Wachstumsschub und Kräftevermehrung
rasche Steigerung der Befähigung zu planen, sich auf neue Gegebenheiten einzustellen, Verantwortlichkeit auszuüben und Pläne mit der obligaten Durchhaltekraft in die Praxis umzusetzen.

Eine ausgeprägte Insuffizienz besteht jedoch betreffend:
Weltkenntnis, intellektuelle und zwischenmenschliche Sachkenntnisse ebenso wie Wissen, Motivationsgerüst.

Unsere Gesellschaft würdigt Lernvorgänge und Kenntnisaneignung hoch und fixiert hierdurch den Heranwachsenden stark in seiner kindlichen Unselbständigkeit. Sie gibt ihm wenig Gelegenheit, die reif werdenden psycho-physischen Begabungen wie noch Handlungsweisen zu trainieren, welches zu Energiestauungen und als Ergebnis davon zu Verhaltens unüblichkeiten führt, die wie für die Vorpubertät deutlich ertragen werden.
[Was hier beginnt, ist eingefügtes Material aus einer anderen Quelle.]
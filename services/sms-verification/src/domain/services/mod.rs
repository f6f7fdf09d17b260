//! 领域服务

mod attempt_key;

pub use attempt_key::*;
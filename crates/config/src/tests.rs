use crate::{AppConfig, ConfigError, DEFAULT_MISMATCH_THRESHOLD, RedisConfig};
use figment::Jail;
use secrecy::{ExposeSecret, Secret};

#[test]
fn test_secret_redaction() {
    let secret = Secret::new("my_secret_password".to_string());
    let debug_output = format!("{:?}", secret);
    assert!(debug_output.contains("Secret([REDACTED"));
    assert!(!debug_output.contains("my_secret_password"));
}

#[test]
fn test_redis_config_redaction() {
    let config = RedisConfig {
        url: Secret::new("redis://:hunter2@localhost:6379".to_string()),
        key_prefix: None,
    };
    let debug_output = format!("{:?}", config);
    assert!(!debug_output.contains("hunter2"));
    assert!(debug_output.contains("Secret([REDACTED"));
}

#[test]
fn test_load_applies_defaults() {
    Jail::expect_with(|jail| {
        jail.create_dir("config")?;
        jail.create_file(
            "config/default.toml",
            r#"
            app_name = "sms-verification"
            app_env = "development"

            [redis]
            url = "redis://127.0.0.1:6379"
            "#,
        )?;

        let config = AppConfig::load("config").expect("config should load");
        assert_eq!(config.verification.mismatch_threshold, DEFAULT_MISMATCH_THRESHOLD);
        assert_eq!(config.verification.mismatch_channel, "sms.verification.code.mismatch");
        assert_eq!(config.telemetry.log_level, "info");
        assert!(config.telemetry.metrics_addr.is_none());
        assert!(!config.is_production());
        Ok(())
    });
}

#[test]
fn test_env_overrides_file() {
    Jail::expect_with(|jail| {
        jail.create_dir("config")?;
        jail.create_file(
            "config/default.toml",
            r#"
            app_name = "sms-verification"
            app_env = "development"

            [redis]
            url = "redis://127.0.0.1:6379"

            [verification]
            mismatch_threshold = 5
            "#,
        )?;
        jail.set_env("SMSV_VERIFICATION__MISMATCH_THRESHOLD", "3");
        jail.set_env("SMSV_REDIS__URL", "redis://cache:6379");

        let config = AppConfig::load("config").expect("config should load");
        assert_eq!(config.verification.mismatch_threshold, 3);
        assert_eq!(config.redis.url.expose_secret(), "redis://cache:6379");
        Ok(())
    });
}

#[test]
fn test_zero_threshold_is_rejected() {
    Jail::expect_with(|jail| {
        jail.create_dir("config")?;
        jail.create_file(
            "config/default.toml",
            r#"
            app_name = "sms-verification"
            app_env = "development"

            [redis]
            url = "redis://127.0.0.1:6379"

            [verification]
            mismatch_threshold = 0
            "#,
        )?;

        assert!(AppConfig::load("config").is_err());
        Ok(())
    });
}

#[test]
fn test_lockout_channel_must_not_be_inbound() {
    for inbound in ["sms.verification.code.mismatch", "sms.verification.code.verified"] {
        Jail::expect_with(|jail| {
            jail.create_dir("config")?;
            jail.create_file(
                "config/default.toml",
                &format!(
                    r#"
                    app_name = "sms-verification"
                    app_env = "development"

                    [redis]
                    url = "redis://127.0.0.1:6379"

                    [verification]
                    lockout_channel = "{}"
                    "#,
                    inbound
                ),
            )?;

            let err = AppConfig::load("config").unwrap_err();
            assert!(matches!(err, ConfigError::Invalid(_)));
            Ok(())
        });
    }
}
//! 尝试集合
//!
//! 以 Redis SET 记录一组尝试，整组共享一个绝对过期时间

use redis::AsyncCommands;
use redis::aio::ConnectionManager;
use smsv_errors::AppResult;
use tracing::debug;

use crate::config::prefixed;
use crate::connection::map_redis_error;

/// Redis 尝试集合
///
/// 记录与计数通过一次 pipeline 往返完成（SADD、EXPIREAT、SCARD）。
/// pipeline 不是事务，其他客户端的命令可能穿插其间。
/// 配置了前缀时，实际存储键为 `<prefix>:<key>`。
#[derive(Clone)]
pub struct RedisAttemptSet {
    conn: ConnectionManager,
    key_prefix: Option<String>,
}

impl RedisAttemptSet {
    pub fn new(conn: ConnectionManager) -> Self {
        Self {
            conn,
            key_prefix: None,
        }
    }

    /// 设置键前缀
    pub fn with_key_prefix(mut self, prefix: Option<String>) -> Self {
        self.key_prefix = prefix;
        self
    }

    fn storage_key(&self, key: &str) -> String {
        prefixed(self.key_prefix.as_deref(), key)
    }

    /// 添加成员、把整个键的过期时间重置为 `expire_at`（Unix 秒），并返回添加后的基数
    pub async fn add_and_count(&self, key: &str, member: &str, expire_at: i64) -> AppResult<u64> {
        let key = self.storage_key(key);
        let mut conn = self.conn.clone();

        let (added, expire_applied, cardinality): (u64, bool, u64) = redis::pipe()
            .sadd(&key, member)
            .expire_at(&key, expire_at)
            .scard(&key)
            .query_async(&mut conn)
            .await
            .map_err(|e| map_redis_error("attempt pipeline", e))?;

        debug!(
            key = %key,
            added,
            expire_applied,
            cardinality,
            "Got Redis pipeline reply"
        );

        Ok(cardinality)
    }

    /// 当前基数，键不存在时为 0
    pub async fn count(&self, key: &str) -> AppResult<u64> {
        let mut conn = self.conn.clone();
        conn.scard(self.storage_key(key))
            .await
            .map_err(|e| map_redis_error("scard", e))
    }

    /// 删除整个集合，键不存在时同样成功
    pub async fn clear(&self, key: &str) -> AppResult<()> {
        let key = self.storage_key(key);
        let mut conn = self.conn.clone();
        let removed: u64 = conn
            .del(&key)
            .await
            .map_err(|e| map_redis_error("del", e))?;

        debug!(key = %key, removed, "Attempt set cleared");
        Ok(())
    }

    /// 剩余 TTL（秒），返回 None 表示键不存在或没有过期时间
    pub async fn ttl(&self, key: &str) -> AppResult<Option<i64>> {
        let mut conn = self.conn.clone();
        let ttl: i64 = conn
            .ttl(self.storage_key(key))
            .await
            .map_err(|e| map_redis_error("ttl", e))?;

        // -2 表示键不存在，-1 表示没有过期时间
        match ttl {
            -2 | -1 => Ok(None),
            t => Ok(Some(t)),
        }
    }
}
Es wäre jedoch sehr wohl erdenklich, daß das kennzeichnend ruppige Auftreten relativiert werden könnte vermittels einer brauchbaren Beschäftigung und vernunftgemäßen Verantwortungsübernahme.
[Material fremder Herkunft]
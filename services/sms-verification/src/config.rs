//! 服务配置

use smsv_config::{AppConfig, VerificationConfig};

pub use smsv_config::DEFAULT_MISMATCH_THRESHOLD;

/// 默认锁定事件主题
pub const DEFAULT_LOCKOUT_TOPIC: &str = "sms.verification.too-many-failures";

/// 服务配置
#[derive(Debug, Clone)]
pub struct ServiceConfig {
    /// 锁定阈值
    pub mismatch_threshold: u64,
    /// 不匹配事件频道
    pub mismatch_channel: String,
    /// 验证成功事件频道
    pub verified_channel: String,
    /// 锁定事件频道
    pub lockout_channel: String,
}

impl ServiceConfig {
    pub fn from_app_config(config: &AppConfig) -> Self {
        Self::from(&config.verification)
    }

    /// 需要订阅的频道
    pub fn inbound_channels(&self) -> Vec<String> {
        vec![self.mismatch_channel.clone(), self.verified_channel.clone()]
    }
}

impl From<&VerificationConfig> for ServiceConfig {
    fn from(config: &VerificationConfig) -> Self {
        Self {
            mismatch_threshold: config.mismatch_threshold,
            mismatch_channel: config.mismatch_channel.clone(),
            verified_channel: config.verified_channel.clone(),
            lockout_channel: config.lockout_channel.clone(),
        }
    }
}

impl Default for ServiceConfig {
    fn default() -> Self {
        Self::from(&VerificationConfig::default())
    }
}
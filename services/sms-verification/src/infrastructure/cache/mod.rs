//! 尝试存储实现

mod in_memory_mismatch_attempt_store;
mod redis_mismatch_attempt_store;

pub use in_memory_mismatch_attempt_store::*;
pub use redis_mismatch_attempt_store::*;
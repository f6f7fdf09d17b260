//! Redis 发布/订阅模块

use std::future::Future;

use async_trait::async_trait;
use futures::{Stream, StreamExt, future};
use redis::aio::ConnectionManager;
use redis::{AsyncCommands, Client};
use smsv_errors::{AppError, AppResult};
use smsv_ports::EventPublisher;
use tracing::{debug, error, info};

use crate::config::{RedisConfig, prefixed, unprefixed};

/// 收到的消息
#[derive(Debug, Clone)]
pub struct PubSubMessage {
    /// 频道（已去除前缀）
    pub channel: String,
    /// 消息内容
    pub payload: String,
}

impl PubSubMessage {
    pub fn new(channel: impl Into<String>, payload: impl Into<String>) -> Self {
        Self {
            channel: channel.into(),
            payload: payload.into(),
        }
    }
}

/// Redis 发布者
#[derive(Clone)]
pub struct RedisPublisher {
    conn: ConnectionManager,
    key_prefix: Option<String>,
}

impl RedisPublisher {
    /// 从连接管理器创建
    pub fn from_connection(conn: ConnectionManager) -> Self {
        Self {
            conn,
            key_prefix: None,
        }
    }

    /// 设置频道前缀
    pub fn with_key_prefix(mut self, prefix: Option<String>) -> Self {
        self.key_prefix = prefix;
        self
    }

    /// 发布消息，返回收到消息的订阅者数量
    pub async fn publish_message(&self, channel: &str, message: &str) -> AppResult<u64> {
        let channel = prefixed(self.key_prefix.as_deref(), channel);
        let mut conn = self.conn.clone();
        let subscribers: u64 = conn
            .publish(&channel, message)
            .await
            .map_err(|e| AppError::external_service(format!("Failed to publish message: {}", e)))?;

        debug!(channel = %channel, subscribers, "Message published");
        Ok(subscribers)
    }
}

#[async_trait]
impl EventPublisher for RedisPublisher {
    async fn publish_raw(&self, topic: &str, payload: &str) -> AppResult<()> {
        self.publish_message(topic, payload).await.map(|_| ())
    }
}

/// Redis 订阅者
pub struct RedisSubscriber {
    client: Client,
    key_prefix: Option<String>,
}

impl RedisSubscriber {
    /// 创建新的订阅者
    pub fn new(config: &RedisConfig) -> AppResult<Self> {
        let client = Client::open(config.url.as_str())
            .map_err(|e| AppError::internal(format!("Failed to create Redis client: {}", e)))?;

        Ok(Self {
            client,
            key_prefix: config.key_prefix.clone(),
        })
    }

    /// 订阅频道并逐条处理消息
    ///
    /// 只在出错时返回：订阅失败，或连接断开导致消息流结束
    pub async fn subscribe<F, Fut>(&self, channels: &[String], handler: F) -> AppResult<()>
    where
        F: FnMut(PubSubMessage) -> Fut + Send,
        Fut: Future<Output = AppResult<()>> + Send,
    {
        let prefixed_channels: Vec<String> = channels
            .iter()
            .map(|c| prefixed(self.key_prefix.as_deref(), c))
            .collect();

        let mut pubsub = self
            .client
            .get_async_pubsub()
            .await
            .map_err(|e| AppError::store(format!("Failed to get pubsub connection: {}", e)))?;

        for channel in &prefixed_channels {
            pubsub.subscribe(channel).await.map_err(|e| {
                AppError::store(format!("Failed to subscribe to {}: {}", channel, e))
            })?;
        }

        info!(channels = ?prefixed_channels, "Subscribed to channels");

        let prefix = self.key_prefix.clone();
        let messages = pubsub.on_message().filter_map(move |msg| {
            let channel = unprefixed(prefix.as_deref(), msg.get_channel_name()).to_string();
            let message = match msg.get_payload::<String>() {
                Ok(payload) => Some(PubSubMessage::new(channel, payload)),
                Err(e) => {
                    error!(channel = %channel, error = %e, "Failed to get message payload");
                    None
                }
            };
            future::ready(message)
        });

        dispatch_messages(messages, handler).await
    }
}

/// 把消息流逐条交给处理函数
///
/// 单条消息处理失败只记录日志，不中断分发。
/// 消息流结束说明订阅连接已断开，返回可重试的存储错误，由进程管理器重启 worker
pub async fn dispatch_messages<S, F, Fut>(messages: S, mut handler: F) -> AppResult<()>
where
    S: Stream<Item = PubSubMessage>,
    F: FnMut(PubSubMessage) -> Fut,
    Fut: Future<Output = AppResult<()>>,
{
    futures::pin_mut!(messages);

    while let Some(message) = messages.next().await {
        let channel = message.channel.clone();
        if let Err(e) = handler(message).await {
            error!(
                channel = %channel,
                error = %e,
                retryable = e.is_retryable(),
                "Failed to handle message"
            );
        }
    }

    error!("Pubsub stream closed");
    Err(AppError::store("Pubsub stream closed"))
}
Die Voradoleszenz der Knaben ist eine Exzitationsentwicklungsphase mit positiver Fundamentstimmung und kommunikativem Kontaktverhalten. Die generelle Krafteskalation äußert sich in einem erhöhten Rührigkeitsbedürfnis, in potenzierter Streitlust ohne Sinn für die Gefühlsbewegungen anderer, in merklicher Sinnenverzückung, wie z. B. für Töne, Geschmacks impressionen, Gerüche etc., sowie in erhöhenter Abenteuerlichkeit und Unsinnbereitschaft, die präferiert in der Gruppierung von Gleichaltrigen betrieben wird. Die Gruppierung erwirbt Relevanz, währenddessen der Einfluss des Familienverbandes sich graduell reduziert.